I’ll kick off this new feature with Jim Butcher’s latest release, Captain’s Fury.

Captain's Fury by Jim Butcher

This is the four installment in the Codex Alera series. In this book, Tavi, leading the First Aleran, is concluding a two year war against the Canim, wolf-like beings that were forced to invade Alera. Tavi is convinced they are only trying to leave to fight a more pressing battle in their homelands. Along the course of his adventures he learns more about his true lineage. As he was raised by his aunt and uncle, he never knew his parents.

Yet another compelling novel for Butcher. As with the previous three novels in this series, I was sucked in at page one and unable to put it down until I reached the final word. I find the battle scenes vivid. Writing action sequences is a difficult matter. Very few authors are capable of pulling off a good fight let alone a complete melee without losing the reader. Butcher does it with ease.

Butcher also has a knack for cliff hangers. At the end of each chapter, he dangles that attention-gripping carrot, forcing you to start the next chapter. The next thing you know, it’s one in the morning and you have to wake up for work in four hours.

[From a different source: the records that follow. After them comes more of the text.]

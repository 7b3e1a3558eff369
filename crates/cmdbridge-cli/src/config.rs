//! Configuration vault – reads/writes `~/.cmdbridge/config.toml`.

use std::collections::HashMap;
use std::collections::HashSet;
use std::fs;
use std::path::{Path, PathBuf};
use std::time::Duration;

use cmdbridge_middleware::BridgeSettings;
use cmdbridge_middleware::topic::keys;
use cmdbridge_types::{BridgeError, DeliveryOptions, DeviceDescriptor, QosLevel};
use serde::{Deserialize, Serialize};

/// Broker connection parameters shared by the external and internal links.
#[derive(Clone, Serialize, Deserialize)]
pub struct ConnectionConfig {
    #[serde(default = "default_host")]
    pub host: String,

    #[serde(default = "default_port")]
    pub port: u16,

    /// MQTT client ID. A unique one is generated at connect time when empty.
    #[serde(default, skip_serializing_if = "String::is_empty")]
    pub client_id: String,

    #[serde(default = "default_keep_alive_secs")]
    pub keep_alive_secs: u64,

    #[serde(default, skip_serializing_if = "String::is_empty")]
    pub username: String,

    /// Stored as plain text – restrict permissions on the config file.
    #[serde(default, skip_serializing_if = "String::is_empty")]
    pub password: String,
}

impl std::fmt::Debug for ConnectionConfig {
    fn fmt(&self, f: &mut std::fmt::Formatter<'_>) -> std::fmt::Result {
        f.debug_struct("ConnectionConfig")
            .field("host", &self.host)
            .field("port", &self.port)
            .field("client_id", &self.client_id)
            .field("keep_alive_secs", &self.keep_alive_secs)
            .field("username", &self.username)
            .field(
                "password",
                if self.password.is_empty() { &"<not set>" } else { &"<redacted>" },
            )
            .finish()
    }
}

impl Default for ConnectionConfig {
    fn default() -> Self {
        Self {
            host: default_host(),
            port: default_port(),
            client_id: String::new(),
            keep_alive_secs: default_keep_alive_secs(),
            username: String::new(),
            password: String::new(),
        }
    }
}

/// The broker external clients talk to.
#[derive(Debug, Clone, Serialize, Deserialize)]
pub struct ExternalMqttConfig {
    #[serde(flatten)]
    pub connection: ConnectionConfig,

    #[serde(default)]
    pub qos: QosLevel,

    #[serde(default)]
    pub retain: bool,

    /// Dead-letter topic for requests that cannot be answered on their own
    /// response topic. Unset means log and drop.
    #[serde(default, skip_serializing_if = "Option::is_none")]
    pub fallback_topic: Option<String>,

    #[serde(default = "default_external_topics")]
    pub topics: HashMap<String, String>,
}

impl Default for ExternalMqttConfig {
    fn default() -> Self {
        Self {
            connection: ConnectionConfig::default(),
            qos: QosLevel::default(),
            retain: false,
            fallback_topic: None,
            topics: default_external_topics(),
        }
    }
}

/// The internal message bus, carried over MQTT.
#[derive(Debug, Clone, Serialize, Deserialize)]
pub struct MessageBusConfig {
    #[serde(flatten)]
    pub connection: ConnectionConfig,

    #[serde(default)]
    pub qos: QosLevel,

    #[serde(default = "default_internal_topics")]
    pub topics: HashMap<String, String>,
}

impl Default for MessageBusConfig {
    fn default() -> Self {
        Self {
            connection: ConnectionConfig::default(),
            qos: QosLevel::default(),
            topics: default_internal_topics(),
        }
    }
}

/// Persisted bridge configuration.
#[derive(Debug, Clone, Serialize, Deserialize)]
pub struct Config {
    /// Upper bound on the wait for a device-service response.
    #[serde(default = "default_request_timeout_ms")]
    pub request_timeout_ms: u64,

    #[serde(default)]
    pub external_mqtt: ExternalMqttConfig,

    #[serde(default)]
    pub message_bus: MessageBusConfig,

    /// Device catalogue used for routing and command queries.
    #[serde(default)]
    pub devices: Vec<DeviceDescriptor>,
}

impl Default for Config {
    fn default() -> Self {
        Self {
            request_timeout_ms: default_request_timeout_ms(),
            external_mqtt: ExternalMqttConfig::default(),
            message_bus: MessageBusConfig::default(),
            devices: Vec::new(),
        }
    }
}

fn default_host() -> String {
    "localhost".to_string()
}
fn default_port() -> u16 {
    1883
}
fn default_keep_alive_secs() -> u64 {
    30
}
fn default_request_timeout_ms() -> u64 {
    5000
}

fn topic_map(pairs: &[(&str, &str)]) -> HashMap<String, String> {
    pairs
        .iter()
        .map(|(k, v)| (k.to_string(), v.to_string()))
        .collect()
}

fn default_external_topics() -> HashMap<String, String> {
    topic_map(&[
        (keys::COMMAND_REQUEST_TOPIC, "edgex/command/request/#"),
        (keys::COMMAND_QUERY_REQUEST_TOPIC, "edgex/commandquery/request/#"),
        (keys::COMMAND_RESPONSE_TOPIC_PREFIX, "edgex/command/response"),
        (keys::QUERY_RESPONSE_TOPIC, "edgex/commandquery/response"),
    ])
}

fn default_internal_topics() -> HashMap<String, String> {
    topic_map(&[
        (keys::DEVICE_COMMAND_REQUEST_TOPIC_PREFIX, "edgex/device/command/request"),
        (keys::COMMAND_RESPONSE_TOPIC_PREFIX, "edgex/response"),
    ])
}

impl Config {
    pub fn request_timeout(&self) -> Duration {
        Duration::from_millis(self.request_timeout_ms)
    }

    /// Reject configurations the bridge cannot run with.
    ///
    /// Missing topic keys are deliberately not checked here: the handlers
    /// report them per message.
    pub fn validate(&self) -> Result<(), BridgeError> {
        if self.request_timeout_ms == 0 {
            return Err(BridgeError::Config(
                "request_timeout_ms must be greater than zero".to_string(),
            ));
        }
        for (name, conn) in [
            ("external_mqtt", &self.external_mqtt.connection),
            ("message_bus", &self.message_bus.connection),
        ] {
            if conn.host.trim().is_empty() {
                return Err(BridgeError::Config(format!("{name}.host must not be empty")));
            }
            if conn.port == 0 {
                return Err(BridgeError::Config(format!("{name}.port must not be 0")));
            }
        }
        let mut seen = HashSet::new();
        for device in &self.devices {
            if !seen.insert(device.name.as_str()) {
                return Err(BridgeError::Config(format!(
                    "device '{}' is listed more than once",
                    device.name
                )));
            }
        }
        Ok(())
    }

    /// Immutable settings handed to the bridge.
    pub fn bridge_settings(&self) -> BridgeSettings {
        BridgeSettings {
            external_topics: self.external_mqtt.topics.clone(),
            internal_topics: self.message_bus.topics.clone(),
            delivery: DeliveryOptions {
                qos: self.external_mqtt.qos,
                retain: self.external_mqtt.retain,
            },
            request_timeout: self.request_timeout(),
            fallback_topic: self.external_mqtt.fallback_topic.clone(),
        }
    }
}

/// Return the path to `~/.cmdbridge/config.toml`.
pub fn config_path() -> PathBuf {
    config_path_for_home(
        &std::env::var("HOME")
            .or_else(|_| std::env::var("USERPROFILE"))
            .unwrap_or_else(|_| ".".to_string()),
    )
}

/// Build the config path relative to the given home directory.
pub(crate) fn config_path_for_home(home: &str) -> PathBuf {
    PathBuf::from(home).join(".cmdbridge").join("config.toml")
}

/// Load, override and validate the config. Returns `None` if the file does
/// not exist.
pub fn load_from(path: &Path) -> Result<Option<Config>, BridgeError> {
    load_with(path, env_var)
}

/// [`load_from`] with an explicit variable lookup for the overrides.
pub(crate) fn load_with(
    path: &Path,
    lookup: impl Fn(&str) -> Option<String>,
) -> Result<Option<Config>, BridgeError> {
    if !path.exists() {
        return Ok(None);
    }
    let raw = fs::read_to_string(path).map_err(|e| {
        BridgeError::Config(format!("failed to read config at {}: {e}", path.display()))
    })?;
    let mut cfg: Config = toml::from_str(&raw)
        .map_err(|e| BridgeError::Config(format!("failed to parse config: {e}")))?;
    apply_overrides(&mut cfg, lookup);
    cfg.validate()?;
    Ok(Some(cfg))
}

/// Apply `CMDBRIDGE_*` environment variable overrides to `cfg`.
///
/// | Variable | Config field |
/// |---|---|
/// | `CMDBRIDGE_EXTERNAL_HOST` | `external_mqtt.host` |
/// | `CMDBRIDGE_EXTERNAL_PORT` | `external_mqtt.port` |
/// | `CMDBRIDGE_BUS_HOST` | `message_bus.host` |
/// | `CMDBRIDGE_BUS_PORT` | `message_bus.port` |
/// | `CMDBRIDGE_REQUEST_TIMEOUT_MS` | `request_timeout_ms` |
///
/// Values that do not parse are ignored.
pub fn apply_env_overrides(cfg: &mut Config) {
    apply_overrides(cfg, env_var);
}

fn env_var(name: &str) -> Option<String> {
    std::env::var(name).ok()
}

fn apply_overrides(cfg: &mut Config, lookup: impl Fn(&str) -> Option<String>) {
    if let Some(v) = lookup("CMDBRIDGE_EXTERNAL_HOST") {
        cfg.external_mqtt.connection.host = v;
    }
    if let Some(port) = lookup("CMDBRIDGE_EXTERNAL_PORT").and_then(|v| v.parse::<u16>().ok()) {
        cfg.external_mqtt.connection.port = port;
    }
    if let Some(v) = lookup("CMDBRIDGE_BUS_HOST") {
        cfg.message_bus.connection.host = v;
    }
    if let Some(port) = lookup("CMDBRIDGE_BUS_PORT").and_then(|v| v.parse::<u16>().ok()) {
        cfg.message_bus.connection.port = port;
    }
    if let Some(ms) = lookup("CMDBRIDGE_REQUEST_TIMEOUT_MS").and_then(|v| v.parse::<u64>().ok()) {
        cfg.request_timeout_ms = ms;
    }
}

/// Save the config to `path`, creating the parent directory if necessary.
pub fn save_to(cfg: &Config, path: &Path) -> Result<(), BridgeError> {
    if let Some(parent) = path.parent() {
        fs::create_dir_all(parent)
            .map_err(|e| BridgeError::Config(format!("failed to create config directory: {e}")))?;
        #[cfg(unix)]
        {
            use std::os::unix::fs::PermissionsExt;
            fs::set_permissions(parent, fs::Permissions::from_mode(0o700)).map_err(|e| {
                BridgeError::Config(format!("failed to set config directory permissions: {e}"))
            })?;
        }
    }
    let raw = toml::to_string_pretty(cfg)
        .map_err(|e| BridgeError::Config(format!("failed to serialize config: {e}")))?;
    #[cfg(unix)]
    {
        use std::io::Write;
        use std::os::unix::fs::OpenOptionsExt;
        fs::OpenOptions::new()
            .write(true)
            .create(true)
            .truncate(true)
            .mode(0o600)
            .open(path)
            .and_then(|mut f| f.write_all(raw.as_bytes()))
            .map_err(|e| {
                BridgeError::Config(format!("failed to write config at {}: {e}", path.display()))
            })?;
    }
    #[cfg(not(unix))]
    fs::write(path, raw).map_err(|e| {
        BridgeError::Config(format!("failed to write config at {}: {e}", path.display()))
    })?;
    Ok(())
}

Now that I have shown enough of my man-crush for this author, I did find a few problems. There is one couple in this series that I never found believable. From the first time they got together in book one, I didn’t buy it. I found no basis for their relationship. Now in book four it continues, and I know it’s supposed to be intriguing, but I couldn’t get into it.

I also find myself wishing that the main character, Tavi, wouldn’t come into his own. What compelled me to his character in the first place was his lack of any magics whatsoever. In a land where every human is able to command some sort of fury, a magic element of a sort, Tavi had none of them at his command. Even without a fury, he was able to use his head to avoid (or barrel into) almost any situation. There was a sympathy for the character for that very reason. Now in book four (though it did start before now) the luster is going away. Don’t get me wrong, I still rooted for him throughout the novel. I’m just worried that this might wonder into a horrible place… predictability.

Regardless, I will continue to buy Butcher’s novels and drink them in as often and as frequent as he can have them published.